[DATA EXTRACT Boundary: Start]

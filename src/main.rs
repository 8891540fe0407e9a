use clap::Parser;
use log::LevelFilter;
use projtidy::cli::{Cli, run};
use simplelog::{ColorChoice, Config, TermLogger, TerminalMode};

fn main() {
    let cli = Cli::parse();

    let level = if cli.verbose {
        LevelFilter::Debug
    } else {
        LevelFilter::Warn
    };
    if let Err(e) = TermLogger::init(level, Config::default(), TerminalMode::Mixed, ColorChoice::Auto)
    {
        eprintln!("Warning: could not initialize logger: {}", e);
    }

    if let Err(e) = run(cli) {
        eprintln!("Error: {}", e);
        std::process::exit(1);
    }
}
impl VersionedConfig {
    /// The compiled-in first-run rule set.
    ///
    /// Three folders: "Render" (render folder, organization skipped),
    /// "Source" (Comps/Footage/Images/Audio, sequence detection on Footage
    /// and Images), "System" (Solids).
    pub fn default_seed() -> Self {
        let mut render = FolderConfig::new("render", "Render", 0);
        render.is_render_folder = true;
        render.render_keywords = vec!["render".to_string()];
        render.skip_organization = true;

        let mut source = FolderConfig::new("source", "Source", 1);
        source.categories = vec![
            CategoryConfig::new(CategoryType::Comps, 0),
            {
                let mut footage = CategoryConfig::new(CategoryType::Footage, 1);
                footage.detect_sequences = true;
                footage
            },
            {
                let mut images = CategoryConfig::new(CategoryType::Images, 2);
                images.detect_sequences = true;
                images
            },
            CategoryConfig::new(CategoryType::Audio, 3),
        ];

        let mut system = FolderConfig::new("system", "System", 99);
        system.categories = vec![CategoryConfig::new(CategoryType::Solids, 0)];

        Self {
            version: CURRENT_VERSION,
            folders: vec![render, source, system],
            exceptions: Vec::new(),
            render_comp_ids: Vec::new(),
            settings: Settings::default(),
        }
    }

    /// Load configuration with fallback to the compiled-in default.
    ///
    /// Lookup order:
    /// 1. If `config_path` is provided, load from that file
    /// 2. Look for `projtidy.json` in the current directory
    /// 3. Look for `~/.config/projtidy/config.json` in the home directory
    /// 4. Fall back to the default seed
    ///
    /// Any loaded document is run through the migration pipeline before use.
    ///
    /// # Errors
    ///
    /// Returns an error if an explicitly provided file cannot be read, or if
    /// a found document is malformed or newer than this build supports.
    pub fn load(config_path: Option<&Path>) -> Result<Self, ConfigError> {
        if let Some(path) = config_path {
            return Self::load_from_file(path);
        }

        let local_config = PathBuf::from("projtidy.json");
        if local_config.exists() {
            return Self::load_from_file(&local_config);
        }

        if let Ok(home) = std::env::var("HOME") {
            let home_config = PathBuf::from(home)
                .join(".config")
                .join("projtidy")
                .join("config.json");
            if home_config.exists() {
                return Self::load_from_file(&home_config);
            }
        }

        debug!("no configuration file found, using default seed");
        Ok(Self::default_seed())
    }

    /// Load configuration from a specific file, migrating as needed.
    ///
    /// # Errors
    ///
    /// Returns `ConfigError::ConfigNotFound` if the file does not exist,
    /// `ConfigError::ConfigInvalid` if parsing fails, and the migration
    /// errors for version/category problems.
    pub fn load_from_file(path: &Path) -> Result<Self, ConfigError> {
        if !path.exists() {
            return Err(ConfigError::ConfigNotFound(path.to_path_buf()));
        }

        let content = fs::read_to_string(path).map_err(|e| ConfigError::IoError(e.to_string()))?;
        let value: serde_json::Value =
            serde_json::from_str(&content).map_err(|e| ConfigError::ConfigInvalid(e.to_string()))?;

        migrate::migrate(value)
    }

    /// Writes the configuration to disk at the current schema version.
    ///
    /// This is the explicit save path: legacy subcategory
    /// `extensions`/`keywords` lists are unified into `filters` in the
    /// written document.
    ///
    /// # Errors
    ///
    /// Returns `ConfigError::IoError` if the file cannot be written.
    pub fn save(&self, path: &Path) -> Result<(), ConfigError> {
        let mut normalized = self.clone();
        normalized.normalize_legacy_filters();
        normalized.version = CURRENT_VERSION;

        let json = serde_json::to_string_pretty(&normalized)
            .map_err(|e| ConfigError::ConfigInvalid(e.to_string()))?;
        fs::write(path, json).map_err(|e| ConfigError::IoError(e.to_string()))
    }

    /// Folds every legacy subcategory field into the unified `filters`
    /// representation. Invoked by [`VersionedConfig::save`].
    pub fn normalize_legacy_filters(&mut self) {
        for folder in &mut self.folders {
            for category in &mut folder.categories {
                for subcategory in &mut category.subcategories {
                    subcategory.normalize_filters();
                }
            }
        }
    }

    /// Returns the folders sorted ascending by `order`, stable for ties.
    /// The stored sequence is left untouched.
    pub fn sorted_folders(&self) -> Vec<&FolderConfig> {
        let mut folders: Vec<&FolderConfig> = self.folders.iter().collect();
        folders.sort_by_key(|f| f.order);
        folders
    }

    /// Returns true when any enabled category requests sequence detection.
    pub fn detect_sequences_enabled(&self) -> bool {
        self.folders.iter().any(|folder| {
            folder
                .categories
                .iter()
                .any(|c| c.enabled && c.detect_sequences)
        })
    }

    /// Validates structural invariants: label colors must be in 1..=16.
    ///
    /// # Errors
    ///
    /// Returns the first violation found.
    pub fn validate(&self) -> Result<(), ConfigError> {
        for folder in &self.folders {
            for category in &folder.categories {
                for subcategory in &category.subcategories {
                    if let Some(color) = subcategory.label_color
                        && !(1..=16).contains(&color)
                    {
                        return Err(ConfigError::InvalidLabelColor {
                            subcategory: subcategory.name.clone(),
                            value: color,
                        });
                    }
                }
            }
        }
        Ok(())
    }

    /// Compiles the global exception patterns for matching.
    ///
    /// # Errors
    ///
    /// Returns an error if any glob pattern is invalid.
    pub fn compile_exceptions(&self) -> Result<CompiledExceptions, ConfigError> {
        CompiledExceptions::new(&self.exceptions)
    }
}

impl Default for VersionedConfig {
    fn default() -> Self {
        Self::default_seed()
    }
}

/// Pre-compiled exception patterns for efficient name matching.
pub struct CompiledExceptions {
    patterns: Vec<Pattern>,
}

impl CompiledExceptions {
    /// Compiles and validates the raw patterns.
    fn new(raw: &[String]) -> Result<Self, ConfigError> {
        let patterns = raw
            .iter()
            .map(|pattern| {
                Pattern::new(pattern)
                    .map_err(|_| ConfigError::InvalidExceptionPattern(pattern.clone()))
            })
            .collect::<Result<Vec<_>, _>>()?;

        Ok(Self { patterns })
    }

    /// Returns true when the item name matches any exception pattern,
    /// case-insensitive.
    pub fn is_exception(&self, name: &str) -> bool {
        let options = MatchOptions {
            case_sensitive: false,
            require_literal_separator: false,
            require_literal_leading_dot: false,
        };
        self.patterns
            .iter()
            .any(|pattern| pattern.matches_with(name, options))
    }
}
//! Batch-rename preview.
//!
//! A pure transformation pipeline over selected asset names: literal
//! find/replace, then prefix, then suffix inserted ahead of the extension.
//! Applying the result is the host bridge's job; this module only computes
//! what the names would become.

/// String parameters for a rename batch. Empty fields are skipped.
#[derive(Debug, Clone, Default)]
pub struct RenameOptions {
    pub find_text: String,
    pub replace_text: String,
    pub prefix: String,
    pub suffix: String,
}

/// One asset's preview row.
#[derive(Debug, Clone, PartialEq)]
pub struct RenamePreviewEntry {
    pub id: String,
    pub original_name: String,
    pub preview_name: String,
}

impl RenamePreviewEntry {
    /// True when the preview differs from the original.
    pub fn is_changed(&self) -> bool {
        self.original_name != self.preview_name
    }
}

/// The computed preview for a batch.
#[derive(Debug, Clone, PartialEq)]
pub struct RenamePreview {
    pub entries: Vec<RenamePreviewEntry>,
    /// True iff at least one entry changed.
    pub has_changes: bool,
}

/// Computes the preview name for a single asset.
///
/// Steps, in order:
/// 1. If `find_text` is non-empty, replace every literal occurrence with
///    `replace_text` (not a regex).
/// 2. If `prefix` is non-empty, prepend it.
/// 3. If `suffix` is non-empty, insert it immediately before the last `.`
///    when that dot sits at an index greater than 0; otherwise append it.
///
/// # Examples
///
/// ```
/// use projtidy::rename::{RenameOptions, preview_name};
///
/// let options = RenameOptions {
///     prefix: "A_".to_string(),
///     suffix: "_v2".to_string(),
///     ..Default::default()
/// };
/// assert_eq!(preview_name("clip.mp4", &options), "A_clip_v2.mp4");
/// assert_eq!(preview_name("noext", &options), "A_noext_v2");
/// ```
pub fn preview_name(name: &str, options: &RenameOptions) -> String {
    let mut result = if options.find_text.is_empty() {
        name.to_string()
    } else {
        name.replace(&options.find_text, &options.replace_text)
    };

    if !options.prefix.is_empty() {
        result = format!("{}{}", options.prefix, result);
    }

    if !options.suffix.is_empty() {
        match result.rfind('.') {
            Some(dot) if dot > 0 => result.insert_str(dot, &options.suffix),
            _ => result.push_str(&options.suffix),
        }
    }

    result
}

/// Computes the preview for a batch of `(id, name)` assets.
pub fn build_preview<'a, I>(items: I, options: &RenameOptions) -> RenamePreview
where
    I: IntoIterator<Item = (&'a str, &'a str)>,
{
    let entries: Vec<RenamePreviewEntry> = items
        .into_iter()
        .map(|(id, name)| RenamePreviewEntry {
            id: id.to_string(),
            original_name: name.to_string(),
            preview_name: preview_name(name, options),
        })
        .collect();

    let has_changes = entries.iter().any(RenamePreviewEntry::is_changed);
    RenamePreview {
        entries,
        has_changes,
    }
}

[DATA EXTRACT Boundary: End]

(TASK DESCRIPTION): Copy out each line of the data where the string "ConfigNotFound" appears.

(WRITTEN RESPONSE):
    /// Returns `ConfigError::ConfigNotFound` if the file does not exist,
            return Err(ConfigError::ConfigNotFound(path.to_path_buf()));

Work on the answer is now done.